_TASK TO COMPLETE_.
Write out every entry below word for word, leaving nothing out.

'''

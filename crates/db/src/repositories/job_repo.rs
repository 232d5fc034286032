//! Repository for the `jobs` table.
//!
//! Status transitions are guarded UPDATEs: `mark_processing` only
//! fires from `pending` and `complete` only from `processing`, so the
//! pending -> processing -> done order can never regress no matter
//! what callers do.

use sqlx::PgPool;
use uuid::Uuid;

use crate::models::job::{Job, NewJob};
use crate::models::status::JobStatus;

/// Column list for `jobs` queries.
const COLUMNS: &str =
    "id, uid, display_name, stored_name, status_id, owner_id, created_at, finish_time";

/// Provides lifecycle operations for jobs.
pub struct JobRepo;

impl JobRepo {
    /// Insert a new pending job.
    ///
    /// A uid collision violates `uq_jobs_uid` and surfaces as a
    /// database error (never a silent overwrite). With 128-bit random
    /// uids this is practically unreachable but still defined.
    pub async fn create(pool: &PgPool, input: &NewJob) -> Result<Job, sqlx::Error> {
        let query = format!(
            "INSERT INTO jobs (uid, display_name, stored_name, status_id, owner_id)
             VALUES ($1, $2, $3, $4, $5)
             RETURNING {COLUMNS}"
        );
        sqlx::query_as::<_, Job>(&query)
            .bind(input.uid)
            .bind(&input.display_name)
            .bind(&input.stored_name)
            .bind(JobStatus::Pending.id())
            .bind(input.owner_id)
            .fetch_one(pool)
            .await
    }

    /// Find a job by its external uid.
    pub async fn find_by_uid(pool: &PgPool, uid: Uuid) -> Result<Option<Job>, sqlx::Error> {
        let query = format!("SELECT {COLUMNS} FROM jobs WHERE uid = $1");
        sqlx::query_as::<_, Job>(&query)
            .bind(uid)
            .fetch_optional(pool)
            .await
    }

    /// Find the most recently created job matching an owner email and
    /// display name. Ties on `created_at` break on the higher row id.
    ///
    /// Ownerless (anonymous) jobs never match: the join requires an
    /// identity row.
    pub async fn find_latest_by_owner_and_name(
        pool: &PgPool,
        email: &str,
        display_name: &str,
    ) -> Result<Option<Job>, sqlx::Error> {
        let query = "SELECT j.id, j.uid, j.display_name, j.stored_name, j.status_id, \
                    j.owner_id, j.created_at, j.finish_time
             FROM jobs j
             JOIN identities i ON i.id = j.owner_id
             WHERE i.email = $1 AND j.display_name = $2
             ORDER BY j.created_at DESC, j.id DESC
             LIMIT 1";
        sqlx::query_as::<_, Job>(query)
            .bind(email)
            .bind(display_name)
            .fetch_optional(pool)
            .await
    }

    /// List up to `limit` jobs in a given status, oldest first.
    ///
    /// The worker loop relies on this order for FIFO draining and on
    /// the limit to cap one polling cycle's batch.
    pub async fn list_by_status(
        pool: &PgPool,
        status: JobStatus,
        limit: i64,
    ) -> Result<Vec<Job>, sqlx::Error> {
        let query = format!(
            "SELECT {COLUMNS} FROM jobs WHERE status_id = $1 \
             ORDER BY created_at ASC, id ASC LIMIT $2"
        );
        sqlx::query_as::<_, Job>(&query)
            .bind(status.id())
            .bind(limit)
            .fetch_all(pool)
            .await
    }

    /// Promote a pending job to `processing`.
    ///
    /// Returns `false` if the job was not in `pending` (already picked
    /// up, already done, or unknown id); the caller must then skip it.
    pub async fn mark_processing(pool: &PgPool, job_id: i64) -> Result<bool, sqlx::Error> {
        let result = sqlx::query("UPDATE jobs SET status_id = $2 WHERE id = $1 AND status_id = $3")
            .bind(job_id)
            .bind(JobStatus::Processing.id())
            .bind(JobStatus::Pending.id())
            .execute(pool)
            .await?;
        Ok(result.rows_affected() > 0)
    }

    /// Mark a processing job as `done`, stamping `finish_time`.
    ///
    /// Status and finish time commit in one statement so the
    /// "finish_time set iff done" invariant holds even across a crash.
    /// Returns `false` if the job was not in `processing`.
    pub async fn complete(pool: &PgPool, job_id: i64) -> Result<bool, sqlx::Error> {
        let result = sqlx::query(
            "UPDATE jobs SET status_id = $2, finish_time = NOW() \
             WHERE id = $1 AND status_id = $3",
        )
        .bind(job_id)
        .bind(JobStatus::Done.id())
        .bind(JobStatus::Processing.id())
        .execute(pool)
        .await?;
        Ok(result.rows_affected() > 0)
    }
}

'''

_OUTPUT OF THE EXERCISE_.
filename crates/db/src/repositories/job_repo.rs
repository 232d5fc034286032
//! Repository for the `jobs` table.
//!
//! Status transitions are guarded UPDATEs: `mark_processing` only
//! fires from `pending` and `complete` only from `processing`, so the
//! pending -> processing -> done order can never regress no matter
//! what callers do.

use sqlx::PgPool;
use uuid::Uuid;

use crate::models::job::{Job, NewJob};
use crate::models::status::JobStatus;

/// Column list for `jobs` queries.
const COLUMNS: &str =
    "id, uid, display_name, stored_name, status_id, owner_id, created_at, finish_time";

/// Provides lifecycle operations for jobs.
pub struct JobRepo;

impl JobRepo {
    /// Insert a new pending job.
    ///
    /// A uid collision violates `uq_jobs_uid` and surfaces as a
    /// database error (never a silent overwrite). With 128-bit random
    /// uids this is practically unreachable but still defined.
    pub async fn create(pool: &PgPool, input: &NewJob) -> Result<Job, sqlx::Error> {
        let query = format!(
            "INSERT INTO jobs (uid, display_name, stored_name, status_id, owner_id)
             VALUES ($1, $2, $3, $4, $5)
             RETURNING {COLUMNS}"
        );
        sqlx::query_as::<_, Job>(&query)
            .bind(input.uid)
            .bind(&input.display_name)
            .bind(&input.stored_name)
            .bind(JobStatus::Pending.id())
            .bind(input.owner_id)
            .fetch_one(pool)
            .await
    }

    /// Find a job by its external uid.
    pub async fn find_by_uid(pool: &PgPool, uid: Uuid) -> Result<Option<Job>, sqlx::Error> {
        let query = format!("SELECT {COLUMNS} FROM jobs WHERE uid = $1");
        sqlx::query_as::<_, Job>(&query)
            .bind(uid)
            .fetch_optional(pool)
            .await
    }

    /// Find the most recently created job matching an owner email and
    /// display name. Ties on `created_at` break on the higher row id.
    ///
    /// Ownerless (anonymous) jobs never match: the join requires an
    /// identity row.
    pub async fn find_latest_by_owner_and_name(
        pool: &PgPool,
        email: &str,
        display_name: &str,
    ) -> Result<Option<Job>, sqlx::Error> {
        let query = "SELECT j.id, j.uid, j.display_name, j.stored_name, j.status_id, \
                    j.owner_id, j.created_at, j.finish_time
             FROM jobs j
             JOIN identities i ON i.id = j.owner_id
             WHERE i.email = $1 AND j.display_name = $2
             ORDER BY j.created_at DESC, j.id DESC
             LIMIT 1";
        sqlx::query_as::<_, Job>(query)
            .bind(email)
            .bind(display_name)
            .fetch_optional(pool)
            .await
    }

    /// List up to `limit` jobs in a given status, oldest first.
    ///
    /// The worker loop relies on this order for FIFO draining and on
    /// the limit to cap one polling cycle's batch.
    pub async fn list_by_status(
        pool: &PgPool,
        status: JobStatus,
        limit: i64,
    ) -> Result<Vec<Job>, sqlx::Error> {
        let query = format!(
            "SELECT {COLUMNS} FROM jobs WHERE status_id = $1 \
             ORDER BY created_at ASC, id ASC LIMIT $2"
        );
        sqlx::query_as::<_, Job>(&query)
            .bind(status.id())
            .bind(limit)
            .fetch_all(pool)
            .await
    }

    /// Promote a pending job to `processing`.
    ///
    /// Returns `false` if the job was not in `pending` (already picked
    /// up, already done, or unknown id); the caller must then skip it.
    pub async fn mark_processing(pool: &PgPool, job_id: i64) -> Result<bool, sqlx::Error> {
        let result = sqlx::query("UPDATE jobs SET status_id = $2 WHERE id = $1 AND status_id = $3")
            .bind(job_id)
            .bind(JobStatus::Processing.id())
            .bind(JobStatus::Pending.id())
            .execute(pool)
            .await?;
        Ok(result.rows_affected() > 0)
    }

    /// Mark a processing job as `done`, stamping `finish_time`.
    ///
    /// Status and finish time commit in one statement so the
    /// "finish_time set iff done" invariant holds even across a crash.
    /// Returns `false` if the job was not in `processing`.
    pub async fn complete(pool: &PgPool, job_id: i64) -> Result<bool, sqlx::Error> {
        let result = sqlx::query(
            "UPDATE jobs SET status_id = $2, finish_time = NOW() \
             WHERE id = $1 AND status_id = $3",
        )
        .bind(job_id)
        .bind(JobStatus::Done.id())
        .bind(JobStatus::Processing.id())
        .execute(pool)
        .await?;
        Ok(result.rows_affected() > 0)
    }
}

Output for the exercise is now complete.